◆ Problem
Your response should consist solely of the records, written out exactly.

◆ Data excerpts
■ ■ ■

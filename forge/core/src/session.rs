//! Conversation Ledger
//!
//! The ordered, invariant-preserving message history for one chat
//! session. A conversation always starts with its system preamble at
//! index 0, appends user/assistant turns behind it, and is bounded by
//! trimming the oldest complete exchange pairs - never the preamble.
//!
//! # Invariants
//!
//! - `messages[0]` carries the system role and survives every trim.
//! - After any trim, `messages.len() <= 2 * max_exchanges + 1`.
//! - Sequence numbers increase monotonically and are never reassigned,
//!   so trimming leaves gaps rather than renumbering history.

use serde::{Deserialize, Serialize};
use uuid::Uuid;

use crate::error::LedgerError;

/// Who authored a message.
#[derive(Clone, Copy, Debug, PartialEq, Eq, Serialize, Deserialize)]
#[serde(rename_all = "lowercase")]
pub enum Role {
    /// The fixed instruction preamble.
    System,
    /// The human side of the exchange.
    User,
    /// The model side of the exchange.
    Assistant,
}

impl Role {
    /// Display label used when flattening history into a prompt.
    pub fn label(self) -> &'static str {
        match self {
            Self::System => "System",
            Self::User => "User",
            Self::Assistant => "Assistant",
        }
    }
}

/// One message in a conversation.
#[derive(Clone, Debug, PartialEq, Serialize, Deserialize)]
pub struct Message {
    /// Author role.
    pub role: Role,
    /// Message text.
    pub content: String,
    /// Position in the append order. Survives trimming unchanged.
    pub seq: u64,
}

/// Unique conversation identifier.
#[derive(Clone, Debug, PartialEq, Eq, Hash, Serialize, Deserialize)]
pub struct ConversationId(pub Uuid);

impl ConversationId {
    /// Generate a fresh random id.
    pub fn new() -> Self {
        Self(Uuid::new_v4())
    }
}

impl Default for ConversationId {
    fn default() -> Self {
        Self::new()
    }
}

impl std::fmt::Display for ConversationId {
    fn fmt(&self, f: &mut std::fmt::Formatter<'_>) -> std::fmt::Result {
        self.0.fmt(f)
    }
}

/// A bounded multi-turn conversation bound to one model.
#[derive(Clone, Debug, Serialize, Deserialize)]
pub struct Conversation {
    id: ConversationId,
    model: String,
    messages: Vec<Message>,
    next_seq: u64,
    created_at: u64,
    last_active_at: u64,
}

impl Conversation {
    /// Create a conversation holding exactly the system preamble.
    pub fn new(model: impl Into<String>, preamble: impl Into<String>) -> Self {
        let now = now_ms();
        Self {
            id: ConversationId::new(),
            model: model.into(),
            messages: vec![Message {
                role: Role::System,
                content: preamble.into(),
                seq: 0,
            }],
            next_seq: 1,
            created_at: now,
            last_active_at: now,
        }
    }

    /// The conversation id.
    pub fn id(&self) -> &ConversationId {
        &self.id
    }

    /// The model this conversation is bound to.
    pub fn model(&self) -> &str {
        &self.model
    }

    /// The system preamble (always present, always first).
    pub fn preamble(&self) -> &Message {
        &self.messages[0]
    }

    /// Number of messages, preamble included.
    pub fn len(&self) -> usize {
        self.messages.len()
    }

    /// A conversation is never empty; this mirrors `len` for symmetry.
    pub fn is_empty(&self) -> bool {
        self.messages.is_empty()
    }

    /// Milliseconds since epoch when this conversation was created.
    pub fn created_at(&self) -> u64 {
        self.created_at
    }

    /// Milliseconds since epoch of the last append or reset.
    pub fn last_active_at(&self) -> u64 {
        self.last_active_at
    }

    /// Age since last activity.
    pub fn idle_for(&self) -> std::time::Duration {
        std::time::Duration::from_millis(now_ms().saturating_sub(self.last_active_at))
    }

    /// Append one message at the end.
    ///
    /// The system preamble is fixed at construction; appending another
    /// system message is rejected.
    pub fn append(&mut self, role: Role, content: impl Into<String>) -> Result<u64, LedgerError> {
        if role == Role::System {
            return Err(LedgerError::PreambleFixed);
        }
        let seq = self.next_seq;
        self.next_seq += 1;
        self.messages.push(Message {
            role,
            content: content.into(),
            seq,
        });
        self.last_active_at = now_ms();
        Ok(seq)
    }

    /// Read-only copy of the ordered history.
    pub fn snapshot(&self) -> Vec<Message> {
        self.messages.clone()
    }

    /// Enforce the history bound, removing the oldest user/assistant
    /// pairs until `len <= 2 * max_exchanges + 1`.
    ///
    /// A trailing user message still waiting for its reply counts toward
    /// the length but is never removed itself; only complete pairs at
    /// the head of the history (right after the preamble) are dropped.
    /// Returns how many messages were removed.
    pub fn trim(&mut self, max_exchanges: usize) -> usize {
        let cap = 2 * max_exchanges + 1;
        let mut removed = 0;

        while self.messages.len() > cap {
            let oldest_is_pair = self.messages.len() >= 3
                && self.messages[1].role == Role::User
                && self.messages[2].role == Role::Assistant;

            if oldest_is_pair {
                self.messages.drain(1..3);
                removed += 2;
            } else if self.messages.len() >= 2 {
                // Unpaired head (shouldn't arise from normal appends);
                // drop it alone so the pair window realigns.
                self.messages.remove(1);
                removed += 1;
            } else {
                break;
            }
        }

        if removed > 0 {
            tracing::debug!(
                conversation = %self.id,
                removed,
                remaining = self.messages.len(),
                "Trimmed conversation history"
            );
        }
        removed
    }

    /// Discard all history and start over with a fresh preamble.
    ///
    /// This is a full replacement - used on explicit reset and when the
    /// bound model changes. Sequence numbering restarts.
    pub fn reset(&mut self, model: impl Into<String>, preamble: impl Into<String>) {
        self.model = model.into();
        self.messages.clear();
        self.messages.push(Message {
            role: Role::System,
            content: preamble.into(),
            seq: 0,
        });
        self.next_seq = 1;
        self.last_active_at = now_ms();
    }
}

/// Current timestamp in milliseconds.
pub(crate) fn now_ms() -> u64 {
    std::time::SystemTime::now()
        .duration_since(std::time::UNIX_EPOCH)
        .unwrap_or_default()
        .as_millis() as u64
}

■ ■ ■

◆ Response area
filename forge/core/src/session.rs
//! Conversation Ledger
//!
//! The ordered, invariant-preserving message history for one chat
//! session. A conversation always starts with its system preamble at
//! index 0, appends user/assistant turns behind it, and is bounded by
//! trimming the oldest complete exchange pairs - never the preamble.
//!
//! # Invariants
//!
//! - `messages[0]` carries the system role and survives every trim.
//! - After any trim, `messages.len() <= 2 * max_exchanges + 1`.
//! - Sequence numbers increase monotonically and are never reassigned,
//!   so trimming leaves gaps rather than renumbering history.

use serde::{Deserialize, Serialize};
use uuid::Uuid;

use crate::error::LedgerError;

/// Who authored a message.
#[derive(Clone, Copy, Debug, PartialEq, Eq, Serialize, Deserialize)]
#[serde(rename_all = "lowercase")]
pub enum Role {
    /// The fixed instruction preamble.
    System,
    /// The human side of the exchange.
    User,
    /// The model side of the exchange.
    Assistant,
}

impl Role {
    /// Display label used when flattening history into a prompt.
    pub fn label(self) -> &'static str {
        match self {
            Self::System => "System",
            Self::User => "User",
            Self::Assistant => "Assistant",
        }
    }
}

/// One message in a conversation.
#[derive(Clone, Debug, PartialEq, Serialize, Deserialize)]
pub struct Message {
    /// Author role.
    pub role: Role,
    /// Message text.
    pub content: String,
    /// Position in the append order. Survives trimming unchanged.
    pub seq: u64,
}

/// Unique conversation identifier.
#[derive(Clone, Debug, PartialEq, Eq, Hash, Serialize, Deserialize)]
pub struct ConversationId(pub Uuid);

impl ConversationId {
    /// Generate a fresh random id.
    pub fn new() -> Self {
        Self(Uuid::new_v4())
    }
}

impl Default for ConversationId {
    fn default() -> Self {
        Self::new()
    }
}

impl std::fmt::Display for ConversationId {
    fn fmt(&self, f: &mut std::fmt::Formatter<'_>) -> std::fmt::Result {
        self.0.fmt(f)
    }
}

/// A bounded multi-turn conversation bound to one model.
#[derive(Clone, Debug, Serialize, Deserialize)]
pub struct Conversation {
    id: ConversationId,
    model: String,
    messages: Vec<Message>,
    next_seq: u64,
    created_at: u64,
    last_active_at: u64,
}

impl Conversation {
    /// Create a conversation holding exactly the system preamble.
    pub fn new(model: impl Into<String>, preamble: impl Into<String>) -> Self {
        let now = now_ms();
        Self {
            id: ConversationId::new(),
            model: model.into(),
            messages: vec![Message {
                role: Role::System,
                content: preamble.into(),
                seq: 0,
            }],
            next_seq: 1,
            created_at: now,
            last_active_at: now,
        }
    }

    /// The conversation id.
    pub fn id(&self) -> &ConversationId {
        &self.id
    }

    /// The model this conversation is bound to.
    pub fn model(&self) -> &str {
        &self.model
    }

    /// The system preamble (always present, always first).
    pub fn preamble(&self) -> &Message {
        &self.messages[0]
    }

    /// Number of messages, preamble included.
    pub fn len(&self) -> usize {
        self.messages.len()
    }

    /// A conversation is never empty; this mirrors `len` for symmetry.
    pub fn is_empty(&self) -> bool {
        self.messages.is_empty()
    }

    /// Milliseconds since epoch when this conversation was created.
    pub fn created_at(&self) -> u64 {
        self.created_at
    }

    /// Milliseconds since epoch of the last append or reset.
    pub fn last_active_at(&self) -> u64 {
        self.last_active_at
    }

    /// Age since last activity.
    pub fn idle_for(&self) -> std::time::Duration {
        std::time::Duration::from_millis(now_ms().saturating_sub(self.last_active_at))
    }

    /// Append one message at the end.
    ///
    /// The system preamble is fixed at construction; appending another
    /// system message is rejected.
    pub fn append(&mut self, role: Role, content: impl Into<String>) -> Result<u64, LedgerError> {
        if role == Role::System {
            return Err(LedgerError::PreambleFixed);
        }
        let seq = self.next_seq;
        self.next_seq += 1;
        self.messages.push(Message {
            role,
            content: content.into(),
            seq,
        });
        self.last_active_at = now_ms();
        Ok(seq)
    }

    /// Read-only copy of the ordered history.
    pub fn snapshot(&self) -> Vec<Message> {
        self.messages.clone()
    }

    /// Enforce the history bound, removing the oldest user/assistant
    /// pairs until `len <= 2 * max_exchanges + 1`.
    ///
    /// A trailing user message still waiting for its reply counts toward
    /// the length but is never removed itself; only complete pairs at
    /// the head of the history (right after the preamble) are dropped.
    /// Returns how many messages were removed.
    pub fn trim(&mut self, max_exchanges: usize) -> usize {
        let cap = 2 * max_exchanges + 1;
        let mut removed = 0;

        while self.messages.len() > cap {
            let oldest_is_pair = self.messages.len() >= 3
                && self.messages[1].role == Role::User
                && self.messages[2].role == Role::Assistant;

            if oldest_is_pair {
                self.messages.drain(1..3);
                removed += 2;
            } else if self.messages.len() >= 2 {
                // Unpaired head (shouldn't arise from normal appends);
                // drop it alone so the pair window realigns.
                self.messages.remove(1);
                removed += 1;
            } else {
                break;
            }
        }

        if removed > 0 {
            tracing::debug!(
                conversation = %self.id,
                removed,
                remaining = self.messages.len(),
                "Trimmed conversation history"
            );
        }
        removed
    }

    /// Discard all history and start over with a fresh preamble.
    ///
    /// This is a full replacement - used on explicit reset and when the
    /// bound model changes. Sequence numbering restarts.
    pub fn reset(&mut self, model: impl Into<String>, preamble: impl Into<String>) {
        self.model = model.into();
        self.messages.clear();
        self.messages.push(Message {
            role: Role::System,
            content: preamble.into(),
            seq: 0,
        });
        self.next_seq = 1;
        self.last_active_at = now_ms();
    }
}

/// Current timestamp in milliseconds.
pub(crate) fn now_ms() -> u64 {
    std::time::SystemTime::now()
        .duration_since(std::time::UNIX_EPOCH)
        .unwrap_or_default()
        .as_millis() as u64
}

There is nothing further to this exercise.